Pendant plus de cinq décennies, la Central Intelligence Agency (CIA) des États-Unis et les services d’espionnage de l’Allemagne de l’Ouest (BND) contrôlaient secrètement une entreprise suisse qui fabriquait et vendait des dispositifs de cryptage et des lignes de communication sécurisés à plus de de 120 pays.
Désormais, ni les lignes ni les messages chiffrés n’étaient sûrs, car Washington et Berlin avaient accès aux secrets des gouvernements du monde entier, ainsi qu’à leurs diplomates, soldats et espions. Cela a été révélé par une enquête menée par le Washington Post et la chaîne de télévision publique allemande ZDF.
Les deux médias ont eu accès à des rapports classifiés de l’opération, d’ abord connus sous le nom de code Thesaurus puis Rubicon, en plus d’interroger des responsables du renseignement et des employés de Crypto qui ont accepté de fournir des informations sous couvert d’anonymat.
Guerre froide
L’article intitulé » Le coup d’État du renseignement du siècle » raconte que tout a commencé au milieu de la Seconde Guerre mondiale, lorsque la société Crypto AG a été créée par Boris Hagelin, homme d’affaires et inventeur russe qui s’est enfui en Suède lorsque les bolcheviks ont pris le pouvoir.
Lorsque les nazis ont occupé la Norvège en 1940, Hagelin a décidé d’émigrer à nouveau, mais est allé aux États-Unis.

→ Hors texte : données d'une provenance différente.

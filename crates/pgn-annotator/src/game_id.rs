//! Stable game identifiers, used to skip games that are already annotated.

use regex::Regex;
use std::collections::HashSet;

/// Extracts game identifiers from PGN headers.
///
/// Sources, first match wins:
/// 1. a lichess game URL in `Site`
/// 2. a chess.com live game URL in `Site`
/// 3. the `GameId` header
/// 4. a lichess game URL in `LichessURL`
pub struct GameIdMatcher {
    lichess: Regex,
    chess_com: Regex,
    header: Regex,
}

impl GameIdMatcher {
    pub fn new() -> Result<Self, regex::Error> {
        Ok(Self {
            lichess: Regex::new(r"lichess\.org/([a-zA-Z0-9]{8,12})")?,
            chess_com: Regex::new(r"chess\.com/game/live/([0-9]+)")?,
            header: Regex::new(r#"(?m)^\s*\[(\w+)\s+"((?:[^"\\]|\\.)*)"\s*\]"#)?,
        })
    }

    /// Identifier of a game given its headers.
    pub fn identify(&self, tags: &[(String, String)]) -> Option<String> {
        let tag = |name: &str| {
            tags.iter()
                .find(|(n, _)| n == name)
                .map(|(_, v)| v.as_str())
        };

        if let Some(site) = tag("Site") {
            if let Some(id) = self.capture(&self.lichess, site) {
                return Some(id);
            }
            if let Some(id) = self.capture(&self.chess_com, site) {
                return Some(id);
            }
        }
        if let Some(id) = tag("GameId").map(str::trim).filter(|id| !id.is_empty()) {
            return Some(id.to_string());
        }
        tag("LichessURL").and_then(|url| self.capture(&self.lichess, url))
    }

    /// Every identifier mentioned in the headers of a PGN text.
    ///
    /// Each header that could identify a game contributes, so a game whose
    /// `Site` and `GameId` differ is recognised by either.
    pub fn scan(&self, pgn: &str) -> HashSet<String> {
        let mut ids = HashSet::new();
        for caps in self.header.captures_iter(pgn) {
            let value = unescape(&caps[2]);
            let found = match &caps[1] {
                "Site" => self
                    .capture(&self.lichess, &value)
                    .or_else(|| self.capture(&self.chess_com, &value)),
                "GameId" => Some(value.trim().to_string()).filter(|id| !id.is_empty()),
                "LichessURL" => self.capture(&self.lichess, &value),
                _ => None,
            };
            ids.extend(found);
        }
        ids
    }

    fn capture(&self, re: &Regex, text: &str) -> Option<String> {
        re.captures(text).map(|c| c[1].to_string())
    }
}

fn unescape(value: &str) -> String {
    value.replace("\\\"", "\"").replace("\\\\", "\\")
}

#[cfg(test)]
mod tests {
    use super::*;

    fn tags(pairs: &[(&str, &str)]) -> Vec<(String, String)> {
        pairs
            .iter()
            .map(|(n, v)| (n.to_string(), v.to_string()))
            .collect()
    }

    #[test]
    fn test_lichess_site() {
        let m = GameIdMatcher::new().unwrap();
        let id = m.identify(&tags(&[("Site", "https://lichess.org/AbCd1234")]));
        assert_eq!(id.as_deref(), Some("AbCd1234"));

        let with_color = m.identify(&tags(&[("Site", "https://lichess.org/AbCd1234/black")]));
        assert_eq!(with_color.as_deref(), Some("AbCd1234"));
    }

    #[test]
    fn test_chess_com_site() {
        let m = GameIdMatcher::new().unwrap();
        let id = m.identify(&tags(&[("Site", "https://www.chess.com/game/live/98765432101")]));
        assert_eq!(id.as_deref(), Some("98765432101"));
    }

    #[test]
    fn test_precedence() {
        let m = GameIdMatcher::new().unwrap();
        let id = m.identify(&tags(&[
            ("GameId", "custom-1"),
            ("Site", "https://lichess.org/zzzz9999"),
        ]));
        assert_eq!(id.as_deref(), Some("zzzz9999"));

        let id = m.identify(&tags(&[
            ("Site", "Local club"),
            ("GameId", "custom-1"),
            ("LichessURL", "https://lichess.org/zzzz9999"),
        ]));
        assert_eq!(id.as_deref(), Some("custom-1"));

        let id = m.identify(&tags(&[("LichessURL", "https://lichess.org/zzzz9999")]));
        assert_eq!(id.as_deref(), Some("zzzz9999"));
    }

    #[test]
    fn test_no_identifier() {
        let m = GameIdMatcher::new().unwrap();
        assert_eq!(m.identify(&tags(&[("Site", "?"), ("GameId", "  ")])), None);
        assert_eq!(m.identify(&[]), None);
    }

    #[test]
    fn test_scan_output() {
        let m = GameIdMatcher::new().unwrap();
        let pgn = r#"[Event "Rated Blitz game"]
[Site "https://lichess.org/AbCd1234"]
[GameId "AbCd1234"]

1. e4 { [%eval 0.30,18] } e5 1-0

[Event "Casual"]
[Site "https://www.chess.com/game/live/5551234"]

1. d4 d5 0-1

[Event "Club"]
[GameId "club-\"7\""]

1. c4 *
"#;
        let ids = m.scan(pgn);
        assert_eq!(ids.len(), 3);
        assert!(ids.contains("AbCd1234"));
        assert!(ids.contains("5551234"));
        assert!(ids.contains("club-\"7\""));
    }

    #[test]
    fn test_scan_ignores_comments() {
        let m = GameIdMatcher::new().unwrap();
        let ids = m.scan("1. e4 { see [GameId \"fake\"] } e5 *\n");
        assert!(ids.is_empty());
    }
}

L’inventeur est arrivé sur le sol américain avec sa machine de chiffrement, baptisée M-209 et, selon les dossiers de la CIA cités dans l’enquête, Washington a décidé qu’il devrait contrôler Hagelin pour limiter la vente de son équipement uniquement aux pays approuvés par eux. , à l’exclusion des Soviétiques, des Chinois et des Nord-Coréens.
La soit – disant opération Thésaurus a été signée dans un club d’élite de la capitale américaine, le Cosmos, lorsque Hagelin a scellé en 1951 avec une poignée de main lors d’un dîner le premier accord secret avec le renseignement américain.
L’accord était que Hagelin a déplacé la société en Suisse et a limité les ventes de ses modèles les plus sophistiqués aux pays approuvés par la CIA. Les pays qui ne figuraient pas sur cette liste ont obtenu des systèmes obsolètes de Crypto AG et avec peu d’efficacité, tandis que l’employeur a été indemnisé en cas de signalement de perte économique.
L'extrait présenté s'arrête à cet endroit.